I stood in shock. The dress was done.

I went into the dressing room to see what I looked like - one hand holding the needles around my chest, the other holding the still enormous cone of yarn. As I walked through my closet (our apartment geography is weird, my closet is a tiny hallway that connects the main apartment to our dressing room, which is another small room where we keep all our dressers and I have my sewing machine, as well as all the Barbies that Justin deems too "girly" to be displayed in the public areas of the apartment), something happened. Something which has plagued my mother's fears every since I made the decision to knit the dress. The bottom hem caught on something. Specifically, it caught on one of the boot hooks of my Doc Martens, which were mysteriously kind of out and about in the closet, as opposed to kicked to the back as one would expect of boots in August. Anyway, the dress caught, I felt a tug and I stopped moving. I quickly ascertained the source of the tug, unhooked the dress and moved on. The place that had snagged immediately blended back into the froth of lace that is the bottom border.

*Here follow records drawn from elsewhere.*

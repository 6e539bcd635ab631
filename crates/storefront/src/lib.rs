//! Corner Shop Storefront library.
//!
//! Shopper-side state for a storefront whose only backend is a public
//! product catalog: accounts, the session, per-shopper carts, checkout and
//! order history, all persisted as JSON in a flat key-value store.
//!
//! # Architecture
//!
//! - [`identity`] - derives the cart namespace from the session principal
//! - [`services`] - cart, auth and checkout operations over a borrowed store
//! - [`storage`] - the key-value seam plus memory and file implementations
//! - [`views`] / [`navigation`] - UI seams the services call back into
//! - [`catalog`] - the one network call, fetching products
//!
//! Everything except the catalog is synchronous; an operation runs to
//! completion, persisting and refreshing views, before it returns.

#![cfg_attr(not(test), forbid(unsafe_code))]

pub mod catalog;
pub mod error;
pub mod identity;
pub mod models;
pub mod navigation;
pub mod services;
pub mod storage;
pub mod views;
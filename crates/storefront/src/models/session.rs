//! Storage layout.
//!
//! Every piece of shopper state lives in the flat key-value store under one
//! of these keys. Values are JSON.

use corner_shop_core::Email;

/// Fixed keys.
pub mod keys {
    /// JSON array of every registered [`Principal`](crate::models::Principal).
    pub const USERS: &str = "users";

    /// JSON object of the logged-in [`Principal`](crate::models::Principal).
    pub const CURRENT_USER: &str = "currentUser";

    /// Prefix of per-namespace cart entries.
    pub const CART_PREFIX: &str = "cart_";

    /// Cart namespace used when nobody is logged in.
    pub const GUEST_CART: &str = "cart_guest";

    /// Prefix of per-shopper order history entries.
    pub const ORDERS_PREFIX: &str = "orders_";
}

/// Key of a shopper's order history.
#[must_use]
pub fn orders_key(email: &Email) -> String {
    format!("{}{email}", keys::ORDERS_PREFIX)
}
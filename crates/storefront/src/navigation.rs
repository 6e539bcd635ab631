//! Page navigation seam.
//!
//! Services that need to send the shopper elsewhere (checkout without a
//! login) go through a [`Navigator`], so a front-end can perform the
//! redirect and a test can just record it.

use core::fmt;

use uuid::Uuid;

/// Where a shopper can be sent.
#[derive(Debug, Clone, Copy, PartialEq, Eq, Hash)]
pub enum Destination {
    Login,
    OrderConfirmation(Uuid),
}

impl Destination {
    /// Path-style name of the destination.
    #[must_use]
    pub fn path(&self) -> String {
        match self {
            Self::Login => "/login".to_owned(),
            Self::OrderConfirmation(id) => format!("/orders/{id}"),
        }
    }
}

impl fmt::Display for Destination {
    fn fmt(&self, f: &mut fmt::Formatter<'_>) -> fmt::Result {
        f.write_str(&self.path())
    }
}

/// Performs navigation.
pub trait Navigator {
    fn navigate_to(&self, destination: Destination);
}

impl<F> Navigator for F
where
    F: Fn(Destination),
{
    fn navigate_to(&self, destination: Destination) {
        self(destination);
    }
}

/// Ignores every navigation request.
#[derive(Debug, Default, Clone, Copy)]
pub struct StayPut;

impl Navigator for StayPut {
    fn navigate_to(&self, destination: Destination) {
        tracing::debug!(%destination, "Navigation ignored");
    }
}

#[cfg(test)]
mod tests {
    use std::cell::RefCell;

    use super::*;

    #[test]
    fn test_paths() {
        assert_eq!(Destination::Login.to_string(), "/login");
        let id = Uuid::nil();
        assert_eq!(
            Destination::OrderConfirmation(id).path(),
            "/orders/00000000-0000-0000-0000-000000000000"
        );
    }

    #[test]
    fn test_closure_navigator_records() {
        let seen = RefCell::new(Vec::new());
        let nav = |d: Destination| seen.borrow_mut().push(d);
        nav.navigate_to(Destination::Login);
        StayPut.navigate_to(Destination::OrderConfirmation(Uuid::nil()));
        assert_eq!(*seen.borrow(), vec![Destination::Login]);
    }
}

So that's one major worry semi-resolved. I will still do some reinforcing down there, of course, but the dress caught and there was no disaster.

I looked at myself in our full length mirror and, allowing for the fact that I was wearing a t shirt and shorts under it, the dress looked damn good. My main thought at this point was:

"Huh."

"What am I going to do now?"

The answer was "Some frogging." The dress had only one rep of the chart on the Size 8's and I really did want some more. Plus I needed to to the final decreasing to get the piece down to something vaguely approaching my underbust measurement. And it was on the floor. In fact, it was bordering on slightly too long.

So I sat back down on the sofa. And ripped back to my last lifeline, which was where I'd switched to the Size 8's.

Then I looked at the next lifeline - the one I'd put in right before I did the final train decreases. The decreases I'd decided I could live with, but now that I was looking at them again and thinking how they'd be more on my back and less on my butt, I was less thrilled with them. I threw caution to the winds, pulled out the first lifeline and ripped down to the second.Here's a pic showing the two lifelines - the vertical arrow is the first lifeline and the horizontal one is the second - both are a little hard to see since they're turquoise and blue on a blue background.

So now I'm redoing the train decreases and I feel much better about them - it's not quite done yet, but I looked at the pattern of the lace and I think I came up with a concept for the decreasing that flows with the pattern much better. It probably won't take the full 16 rows to decrease out the stitches, so as soon as I've done so I'm going to switch over to the Size 8 needles.

I'm hoping to get off one rep through the chart and then 7 rows more. The lace chart comes with an additional set of decreases to be done on either row 7 or row 13 (I think), which is used in the Dayflower Cami pattern to decrease the skirt before the bust stitches are picked up. It's a pretty good decrease pattern and I think it will work for me.

So the end is in sight. Really close. I have to figure out how I'm going to cast this off and if I want a little extra ruffly bit at the top. I really thought I'd have more time to make these decisions.

2 comments:

  1. wow~congrats!
    I'm so proud of you (almost) done knitting the enormous skirt!